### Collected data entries
■ ■ ■ ■

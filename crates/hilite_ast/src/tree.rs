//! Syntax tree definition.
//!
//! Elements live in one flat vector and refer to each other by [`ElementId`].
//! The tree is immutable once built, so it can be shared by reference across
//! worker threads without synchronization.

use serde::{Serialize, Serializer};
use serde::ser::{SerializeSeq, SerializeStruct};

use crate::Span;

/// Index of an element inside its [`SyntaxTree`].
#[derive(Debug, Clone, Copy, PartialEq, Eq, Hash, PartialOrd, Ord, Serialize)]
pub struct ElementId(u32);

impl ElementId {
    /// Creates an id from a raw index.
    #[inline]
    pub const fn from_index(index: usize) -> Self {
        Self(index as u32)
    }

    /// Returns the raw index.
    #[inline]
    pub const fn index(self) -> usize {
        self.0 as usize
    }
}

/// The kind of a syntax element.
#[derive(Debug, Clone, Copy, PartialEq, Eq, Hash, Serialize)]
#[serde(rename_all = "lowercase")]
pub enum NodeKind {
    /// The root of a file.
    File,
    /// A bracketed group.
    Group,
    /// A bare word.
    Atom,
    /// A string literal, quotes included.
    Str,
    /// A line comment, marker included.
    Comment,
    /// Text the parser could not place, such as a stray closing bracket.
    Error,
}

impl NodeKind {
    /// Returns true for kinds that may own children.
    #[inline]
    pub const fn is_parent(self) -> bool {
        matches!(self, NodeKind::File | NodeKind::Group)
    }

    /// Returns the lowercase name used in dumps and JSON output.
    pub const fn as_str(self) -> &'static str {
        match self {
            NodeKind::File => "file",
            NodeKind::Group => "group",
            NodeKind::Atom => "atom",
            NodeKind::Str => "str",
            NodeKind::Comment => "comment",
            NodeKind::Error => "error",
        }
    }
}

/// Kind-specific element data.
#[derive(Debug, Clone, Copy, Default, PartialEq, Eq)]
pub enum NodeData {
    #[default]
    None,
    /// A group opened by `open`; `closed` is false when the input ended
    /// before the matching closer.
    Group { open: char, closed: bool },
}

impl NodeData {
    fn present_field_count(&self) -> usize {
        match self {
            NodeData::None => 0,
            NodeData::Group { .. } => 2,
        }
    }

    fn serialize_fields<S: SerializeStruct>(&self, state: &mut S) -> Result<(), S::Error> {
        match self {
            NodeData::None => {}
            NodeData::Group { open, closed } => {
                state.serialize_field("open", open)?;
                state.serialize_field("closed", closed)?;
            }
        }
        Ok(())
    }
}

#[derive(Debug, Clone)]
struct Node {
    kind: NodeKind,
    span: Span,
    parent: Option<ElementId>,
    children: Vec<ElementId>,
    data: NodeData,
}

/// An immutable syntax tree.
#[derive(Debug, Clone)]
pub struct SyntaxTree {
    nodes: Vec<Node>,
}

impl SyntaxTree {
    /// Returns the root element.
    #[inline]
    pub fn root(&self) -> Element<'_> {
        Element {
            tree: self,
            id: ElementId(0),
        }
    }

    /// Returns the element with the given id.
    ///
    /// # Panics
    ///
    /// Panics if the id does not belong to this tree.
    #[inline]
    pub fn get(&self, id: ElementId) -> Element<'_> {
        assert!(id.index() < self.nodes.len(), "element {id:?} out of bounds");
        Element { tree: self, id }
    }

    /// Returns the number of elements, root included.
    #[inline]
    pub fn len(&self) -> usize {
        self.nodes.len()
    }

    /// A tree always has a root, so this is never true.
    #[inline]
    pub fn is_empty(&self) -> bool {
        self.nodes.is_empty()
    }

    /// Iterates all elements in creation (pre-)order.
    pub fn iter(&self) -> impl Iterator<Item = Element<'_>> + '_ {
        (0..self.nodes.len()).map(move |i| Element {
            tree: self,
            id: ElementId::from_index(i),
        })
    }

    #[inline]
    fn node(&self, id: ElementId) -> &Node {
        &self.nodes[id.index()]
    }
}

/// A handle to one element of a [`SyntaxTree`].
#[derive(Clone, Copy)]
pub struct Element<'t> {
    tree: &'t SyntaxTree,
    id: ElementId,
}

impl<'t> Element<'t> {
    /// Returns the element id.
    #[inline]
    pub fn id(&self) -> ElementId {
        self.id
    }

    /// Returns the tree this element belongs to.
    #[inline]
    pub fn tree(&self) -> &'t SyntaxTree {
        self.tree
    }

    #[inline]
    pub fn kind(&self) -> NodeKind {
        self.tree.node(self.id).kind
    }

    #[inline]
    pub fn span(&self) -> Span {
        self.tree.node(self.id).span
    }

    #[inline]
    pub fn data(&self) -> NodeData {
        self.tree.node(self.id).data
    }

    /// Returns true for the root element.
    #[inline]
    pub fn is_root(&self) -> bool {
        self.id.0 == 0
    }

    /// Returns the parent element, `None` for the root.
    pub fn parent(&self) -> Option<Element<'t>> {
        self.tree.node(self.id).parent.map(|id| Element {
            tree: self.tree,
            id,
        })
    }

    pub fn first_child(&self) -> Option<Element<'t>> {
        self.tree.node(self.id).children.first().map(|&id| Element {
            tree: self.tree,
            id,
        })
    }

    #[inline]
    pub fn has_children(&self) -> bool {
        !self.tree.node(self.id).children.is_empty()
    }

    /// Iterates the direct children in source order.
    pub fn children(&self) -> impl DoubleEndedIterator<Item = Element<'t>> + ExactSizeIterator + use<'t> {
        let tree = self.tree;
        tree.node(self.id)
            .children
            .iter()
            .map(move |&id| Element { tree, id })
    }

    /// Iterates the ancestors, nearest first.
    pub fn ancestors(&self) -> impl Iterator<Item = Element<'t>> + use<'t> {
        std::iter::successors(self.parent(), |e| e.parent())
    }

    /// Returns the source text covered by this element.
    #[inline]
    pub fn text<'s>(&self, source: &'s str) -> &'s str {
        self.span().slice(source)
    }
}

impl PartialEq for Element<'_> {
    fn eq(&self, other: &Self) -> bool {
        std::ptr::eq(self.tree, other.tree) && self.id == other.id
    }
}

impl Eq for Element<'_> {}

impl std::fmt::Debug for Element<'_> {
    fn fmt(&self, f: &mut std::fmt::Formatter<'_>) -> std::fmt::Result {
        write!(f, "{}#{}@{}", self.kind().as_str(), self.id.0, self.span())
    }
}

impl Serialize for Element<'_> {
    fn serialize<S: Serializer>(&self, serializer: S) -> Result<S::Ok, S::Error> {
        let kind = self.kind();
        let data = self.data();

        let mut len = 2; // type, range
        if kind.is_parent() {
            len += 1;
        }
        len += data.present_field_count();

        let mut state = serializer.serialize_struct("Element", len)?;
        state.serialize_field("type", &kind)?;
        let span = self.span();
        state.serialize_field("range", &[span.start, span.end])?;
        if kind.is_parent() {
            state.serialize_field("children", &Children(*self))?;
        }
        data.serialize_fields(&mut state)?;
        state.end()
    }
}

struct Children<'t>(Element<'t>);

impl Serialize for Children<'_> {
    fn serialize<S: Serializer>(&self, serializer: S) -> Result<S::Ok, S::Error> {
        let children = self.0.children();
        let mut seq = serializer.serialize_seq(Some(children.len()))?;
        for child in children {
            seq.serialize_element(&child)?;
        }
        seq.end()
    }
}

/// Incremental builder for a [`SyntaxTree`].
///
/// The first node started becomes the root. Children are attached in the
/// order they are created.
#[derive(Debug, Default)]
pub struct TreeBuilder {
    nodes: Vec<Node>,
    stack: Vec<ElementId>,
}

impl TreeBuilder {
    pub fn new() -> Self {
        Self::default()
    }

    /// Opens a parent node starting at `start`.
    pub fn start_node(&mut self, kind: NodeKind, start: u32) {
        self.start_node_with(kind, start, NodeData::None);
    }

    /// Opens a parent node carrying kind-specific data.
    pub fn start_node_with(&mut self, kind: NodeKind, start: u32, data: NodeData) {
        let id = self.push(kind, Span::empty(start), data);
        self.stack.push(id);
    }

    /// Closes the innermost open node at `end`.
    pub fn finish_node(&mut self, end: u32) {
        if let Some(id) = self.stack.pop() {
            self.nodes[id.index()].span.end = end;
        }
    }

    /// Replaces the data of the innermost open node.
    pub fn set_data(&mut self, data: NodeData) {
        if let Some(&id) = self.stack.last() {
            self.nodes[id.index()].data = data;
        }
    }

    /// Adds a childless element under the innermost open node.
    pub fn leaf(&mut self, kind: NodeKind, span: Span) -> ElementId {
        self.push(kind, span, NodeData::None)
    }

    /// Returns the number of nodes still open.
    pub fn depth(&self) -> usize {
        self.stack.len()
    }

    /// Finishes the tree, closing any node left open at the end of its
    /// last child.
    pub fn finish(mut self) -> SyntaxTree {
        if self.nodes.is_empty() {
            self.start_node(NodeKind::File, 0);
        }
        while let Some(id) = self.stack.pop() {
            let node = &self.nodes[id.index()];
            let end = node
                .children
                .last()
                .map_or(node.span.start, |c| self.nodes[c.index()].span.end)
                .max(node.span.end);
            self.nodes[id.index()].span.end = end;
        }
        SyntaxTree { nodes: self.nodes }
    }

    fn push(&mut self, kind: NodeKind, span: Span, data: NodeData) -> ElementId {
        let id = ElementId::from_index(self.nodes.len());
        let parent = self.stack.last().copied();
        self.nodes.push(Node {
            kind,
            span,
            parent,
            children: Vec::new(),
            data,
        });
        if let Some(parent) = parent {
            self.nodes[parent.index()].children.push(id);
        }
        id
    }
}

■ ■ ■ ■

### THE PROBLEM
Go through the entries and return each line where the word "Iterates" occurs.

### PROBLEM SOLUTION
    /// Iterates all elements in creation (pre-)order.
    /// Iterates the direct children in source order.
    /// Iterates the ancestors, nearest first.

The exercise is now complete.